By Adelle Brodbeck
Ha Le and Alex Michener, both seniors at Ohio Wesleyan, formally showcased their art exhibit “Windows” last Wednesday before leaving to attend the New York Arts Program for the rest of the fall semester.
Both students said they pride themselves in creating art that reflects their semi-surreal impression of their surroundings. Le and Michener said they based their art on real people in their lives, but allowed their creative insight to portray them in a completely unique way. Or as they wrote in their statement for the show, “their paintings and drawings are not just realistic copies of the real world, they are windows through which (the artists) see the world…”
Le said she took inspiration for most of her pieces in the show from the women in her life, particularly her mother.
“My mom is an endless source of inspiration because of her beauty, her strong soul, and her limitless love for the family,” she said.
“Jessica” and “Contemplating” are two of Le’s charcoal drawings that specifically reveal her view of strong women.
The former shows a nude woman from the waist up with a determined and tough expression. The latter depicts what appear to be three different women, but Le said it was actually the same model who she drew in different positions.
“All of the figures in the drawing are gazing towards one direction as if they’re waiting for something, or someone,” said Le. “All of the figures are naked women, causing the viewer to question: ‘Why? What’s going on? Who are they?’”
Le interested not only in portraying women in a thought provoking way, but also in illuminating the diversity of the different people in her life.
“I do find a lot of inspiration in people,” she said. “I appreciate all the similarities as well as differences. While similarities connect people, differences make us human, not mass-produced robots. Differences makes me question my own values and become more open-minded, which is really important for me as an artist.”
Like Le, Michener draws inspiration from real people; but he said he is concerned more with portraying his subjects as accurately as possible.
“I really enjoy the struggle to convey some sense of recognizability,” he said.
Michener’s artistic style is distinctive. He utilizes saturated colors and a technique involving Mylar transparency in the portraits of his friends.
“I developed the Mylar process based on some printmaking ideas of color layering,” he said.
By painting a transparent sheet and then layering it on top of an already vivid picture, Michener creates vibrant and imaginative portraits.
Michener’s two self-portraits—“selfies,” as he jokingly calls them—stand out among his other paintings. For these two pieces he did not use the same layering technique, but instead made them distinct through their drastic size differences.

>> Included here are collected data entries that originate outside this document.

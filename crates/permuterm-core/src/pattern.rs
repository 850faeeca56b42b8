//! Pattern decomposer: turns a LIKE pattern into permuterm search keys.
//!
//! # Algorithm
//!
//! 1. Split the pattern into literal runs and wildcard gaps. `_` and `%` are
//!    not distinguished here; any run of them collapses into one gap.
//! 2. Classify the segment list by whether it starts/ends with a gap.
//! 3. Emit the keys for that shape (`$` = sentinel, `L0..Lk` = literal runs):
//!
//! | Shape                | Keys                                                    |
//! |----------------------|---------------------------------------------------------|
//! | `X`                  | `X$` (exact)                                            |
//! | `X % .. % Y`         | `Y$X`, interior runs `MIDDLE`                           |
//! | `X % .. %`           | `BEGIN X`, later runs `MIDDLE`, last run `MIDDLE\|END`  |
//! | `% .. % Y`           | `Y$`, first interior `MIDDLE\|BEGIN`, others `MIDDLE`   |
//! | `% X .. %`           | `""` for a lone gap; plain runs for 1-2 runs; else flags |
//!
//! All keys except the exact and empty-pattern ones are partial-match keys.
//! The key set is a superset filter: every word matching the pattern matches
//! every key, but not every word matching all keys matches the pattern.

use crate::key::{Key, PositionFlags, QueryKeys, SearchKey};

/// Single-character wildcard.
pub const WILDCARD_ONE: char = '_';
/// Multi-character wildcard.
pub const WILDCARD_ANY: char = '%';

/// Returns true for `_` and `%`.
#[must_use]
pub const fn is_wildcard(ch: char) -> bool {
    matches!(ch, WILDCARD_ONE | WILDCARD_ANY)
}

/// One item of a segmented pattern.
#[derive(Debug, Clone, Copy, PartialEq, Eq)]
pub enum Segment<'a> {
    /// One or more consecutive wildcard characters.
    WildcardGap,
    /// Maximal run of non-wildcard characters.
    LiteralRun(&'a str),
}

impl<'a> Segment<'a> {
    /// The literal text, if this is a literal run.
    #[must_use]
    pub const fn literal(&self) -> Option<&'a str> {
        match *self {
            Self::WildcardGap => None,
            Self::LiteralRun(run) => Some(run),
        }
    }

    /// Returns true for a wildcard gap.
    #[must_use]
    pub const fn is_gap(&self) -> bool {
        matches!(self, Self::WildcardGap)
    }
}

/// Splits a pattern into alternating literal runs and wildcard gaps.
///
/// Scans by codepoint, so multibyte characters are never split.
#[must_use]
pub fn segment(pattern: &str) -> Vec<Segment<'_>> {
    let mut segments = Vec::new();
    let mut run_start: Option<usize> = None;

    for (pos, ch) in pattern.char_indices() {
        if is_wildcard(ch) {
            if let Some(start) = run_start.take() {
                segments.push(Segment::LiteralRun(&pattern[start..pos]));
            }
            if !matches!(segments.last(), Some(Segment::WildcardGap)) {
                segments.push(Segment::WildcardGap);
            }
        } else if run_start.is_none() {
            run_start = Some(pos);
        }
    }

    if let Some(start) = run_start {
        segments.push(Segment::LiteralRun(&pattern[start..]));
    }

    segments
}

/// Shape of a segmented pattern, deciding which keys are emitted.
#[derive(Debug, Clone, Copy, PartialEq, Eq)]
pub enum PatternShape {
    /// The empty pattern.
    Empty,
    /// A single literal run without wildcards.
    Exact,
    /// Starts and ends with a literal run, at least one gap between.
    LiteralToLiteral,
    /// Starts with a literal run, ends with a gap.
    LiteralToWildcard,
    /// Starts with a gap, ends with a literal run.
    WildcardToLiteral,
    /// Starts and ends with a gap (a lone gap included).
    WildcardToWildcard,
}

impl PatternShape {
    /// Classifies a segment list.
    #[must_use]
    pub fn classify(segments: &[Segment<'_>]) -> Self {
        let (Some(first), Some(last)) = (segments.first(), segments.last()) else {
            return Self::Empty;
        };

        match (first.is_gap(), last.is_gap()) {
            (false, false) if segments.len() == 1 => Self::Exact,
            (false, false) => Self::LiteralToLiteral,
            (false, true) => Self::LiteralToWildcard,
            (true, false) => Self::WildcardToLiteral,
            (true, true) => Self::WildcardToWildcard,
        }
    }
}

/// Decomposes a LIKE pattern into its search keys, unpruned.
///
/// # Example
///
/// ```
/// use permuterm_core::{decompose, Key, PositionFlags};
///
/// let query = decompose("hel%");
/// assert_eq!(query.len(), 1);
/// assert_eq!(query.as_slice()[0].key, Key::flagged(PositionFlags::BEGIN, b"hel"));
/// assert!(query.as_slice()[0].partial_match);
/// ```
#[must_use]
pub fn decompose(pattern: &str) -> QueryKeys {
    let segments = segment(pattern);
    let shape = PatternShape::classify(&segments);
    let literals: Vec<&[u8]> = segments
        .iter()
        .filter_map(Segment::literal)
        .map(str::as_bytes)
        .collect();

    let keys = match (shape, literals.as_slice()) {
        (PatternShape::Empty, _) => vec![SearchKey::exact(Key::EmptyMarker)],
        (PatternShape::Exact, [run]) => vec![SearchKey::exact(Key::rotation(run, &[]))],
        (PatternShape::LiteralToLiteral, [first, interior @ .., last]) => {
            literal_to_literal(first, interior, last)
        }
        (PatternShape::LiteralToWildcard, [first, rest @ ..]) => literal_to_wildcard(first, rest),
        (PatternShape::WildcardToLiteral, [interior @ .., last]) => {
            wildcard_to_literal(interior, last)
        }
        (PatternShape::WildcardToWildcard, runs) => wildcard_to_wildcard(runs),
        (shape, runs) => unreachable!("{shape:?} pattern with {} literal runs", runs.len()),
    };

    debug_assert!(
        keys.iter()
            .all(|k| k.key.encoded_len() <= pattern.len() + 3),
        "search key longer than pattern bound"
    );

    tracing::trace!(
        ?shape,
        segments = segments.len(),
        keys = keys.len(),
        "decomposed LIKE pattern"
    );

    QueryKeys::from(keys)
}

/// `X % [X1 % ..] Y` => `Y$X` plus `MIDDLE X1 ..`.
fn literal_to_literal(first: &[u8], interior: &[&[u8]], last: &[u8]) -> Vec<SearchKey> {
    std::iter::once(SearchKey::partial(Key::rotation(last, first)))
        .chain(
            interior
                .iter()
                .map(|run| SearchKey::partial(Key::flagged(PositionFlags::MIDDLE, run))),
        )
        .collect()
}

/// `X % [X1 % ..]` => `BEGIN X` plus `MIDDLE X1 ..`, the last run also `END`.
fn literal_to_wildcard(first: &[u8], rest: &[&[u8]]) -> Vec<SearchKey> {
    let last_index = rest.len().saturating_sub(1);

    std::iter::once(SearchKey::partial(Key::flagged(PositionFlags::BEGIN, first)))
        .chain(rest.iter().enumerate().map(|(i, run)| {
            let flags = if i == last_index {
                PositionFlags::MIDDLE | PositionFlags::END
            } else {
                PositionFlags::MIDDLE
            };
            SearchKey::partial(Key::flagged(flags, run))
        }))
        .collect()
}

/// `% [X1 % ..] Y` => `Y$` plus `MIDDLE|BEGIN X1`, `MIDDLE ..`.
fn wildcard_to_literal(interior: &[&[u8]], last: &[u8]) -> Vec<SearchKey> {
    std::iter::once(SearchKey::partial(Key::rotation(last, &[])))
        .chain(interior.iter().enumerate().map(|(i, run)| {
            let flags = if i == 0 {
                PositionFlags::MIDDLE | PositionFlags::BEGIN
            } else {
                PositionFlags::MIDDLE
            };
            SearchKey::partial(Key::flagged(flags, run))
        }))
        .collect()
}

/// `% X [% X1 ..] %` => plain runs when at most two, flagged runs otherwise.
fn wildcard_to_wildcard(literals: &[&[u8]]) -> Vec<SearchKey> {
    if literals.is_empty() {
        // Lone gap: everything matches, full scan.
        return vec![SearchKey::partial(Key::Literal(Vec::new()))];
    }

    if literals.len() <= 2 {
        return literals
            .iter()
            .map(|run| SearchKey::partial(Key::Literal(run.to_vec())))
            .collect();
    }

    let last_index = literals.len() - 1;
    literals
        .iter()
        .enumerate()
        .map(|(i, run)| {
            let flags = if i == 0 {
                PositionFlags::MIDDLE | PositionFlags::BEGIN
            } else if i == last_index {
                PositionFlags::MIDDLE | PositionFlags::END
            } else {
                PositionFlags::MIDDLE
            };
            SearchKey::partial(Key::flagged(flags, run))
        })
        .collect()
}
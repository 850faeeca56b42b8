//! Reference host index for permuterm keys.
//!
//! The key algorithms in this crate are host-agnostic. This module wires them
//! into a small in-memory inverted index so they can be exercised end to end:
//!
//! - Insert: every rotation key of the word → posting list of doc IDs
//! - Query: scan each search key's range with the partial-match comparator,
//!   then AND the per-key hits per candidate
//! - Result: candidate doc IDs, to be rechecked against the original text

mod concurrent;
mod permuterm;
pub mod posting_list;

pub use concurrent::ConcurrentPermutermIndex;
pub use permuterm::{PermutermIndex, PermutermStats};
pub use posting_list::PostingList;
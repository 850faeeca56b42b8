//! Rotation encoder: turns one stored word into its permuterm keys.
//!
//! Every codepoint boundary of the word becomes a cut point:
//! `hello` is stored as `hello$`, `ello$h`, `llo$he`, `lo$hel`, `o$hell`.
//! A suffix/infix query on the word then turns into a prefix query against
//! one of the rotations.

use crate::key::{render_sentinel, Key, SENTINEL};

/// Encodes a stored word into `max(1, char_count)` rotation keys.
///
/// Offsets advance by codepoint, never by raw byte. The empty word encodes
/// to the single [`Key::EmptyMarker`]. No key produced here carries a flag.
///
/// # Example
///
/// ```
/// use permuterm_core::{extract_stored_keys, Key};
///
/// let keys = extract_stored_keys("ab");
/// assert_eq!(keys, vec![Key::Rotation(b"ab\0".to_vec()), Key::Rotation(b"b\0a".to_vec())]);
/// ```
#[must_use]
pub fn extract_stored_keys(word: &str) -> Vec<Key> {
    debug_assert!(
        !word.as_bytes().contains(&SENTINEL),
        "stored word must not contain the sentinel byte"
    );

    if word.is_empty() {
        return vec![Key::EmptyMarker];
    }

    let bytes = word.as_bytes();
    word.char_indices()
        .map(|(offset, _)| Key::rotation(&bytes[offset..], &bytes[..offset]))
        .collect()
}

/// Renders every rotation of `word` with the sentinel shown as `$`.
///
/// Debug helper only; not used on any query path.
#[must_use]
pub fn permute(word: &str) -> Vec<String> {
    extract_stored_keys(word)
        .iter()
        .map(|key| render_sentinel(key.body()))
        .collect()
}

“Big Selfie” was the largest display in the exhibit, as the canvas was made up of two large wooden doors. Directly across from “Big Selfie” is the accompanying “Little Selfie,” which, as its name implies, is much smaller in comparison.
“I like that they’re staring at each other because they’re opposites in a way,” Michener said. “The large painting was done in about a day and in one shot, meaning I jumped straight into the final image. I was much fussier with the smaller one.”
The placement of the portraits, in addition to the size difference, allows viewers to more easily compare and contrast the two.
“Windows” received positive feedback from OWU’s campus, as shown by thanks and compliments left by friends, family and staff in a notebook in the exhibit hall. One particular comment thanked the artists for inspiring her to become a better artist. This remark is one of the many signs of the strong support system in OWU’s artistic community.
“[The department] always encourages me a lot, gives me advice when I’m in need, helps me out in any situation,” Le said. “Without all that, I wouldn’t have become who I am today.”
Soon after opening night, Le and Michener left to attend OWU’s New York Arts Program. The program helps arrange internships that will help students experience what it’s like to pursue a career in the arts.
Le is working with Jean Shin, an artist who is internationally recognized for her extravagant public installments. Le said she hopes to get a more practical take on the art world, as well as experience the diverse environment of New York.
Michener, on the other hand, is interning as a studio assistant with artists Ellen Altfest and Alexi Worth. Michener said the experience so far is “an amazing opportunity to shadow working painters and learn what sorts of issues that they need to overcome.”
As a final piece of advice to others who wish to follow in the footsteps of the two aspiring artists, Le said, “Art is not a game you play in your free time, nor a journey that has a specific destination. It is limitless, so you’d better prepare yourself.”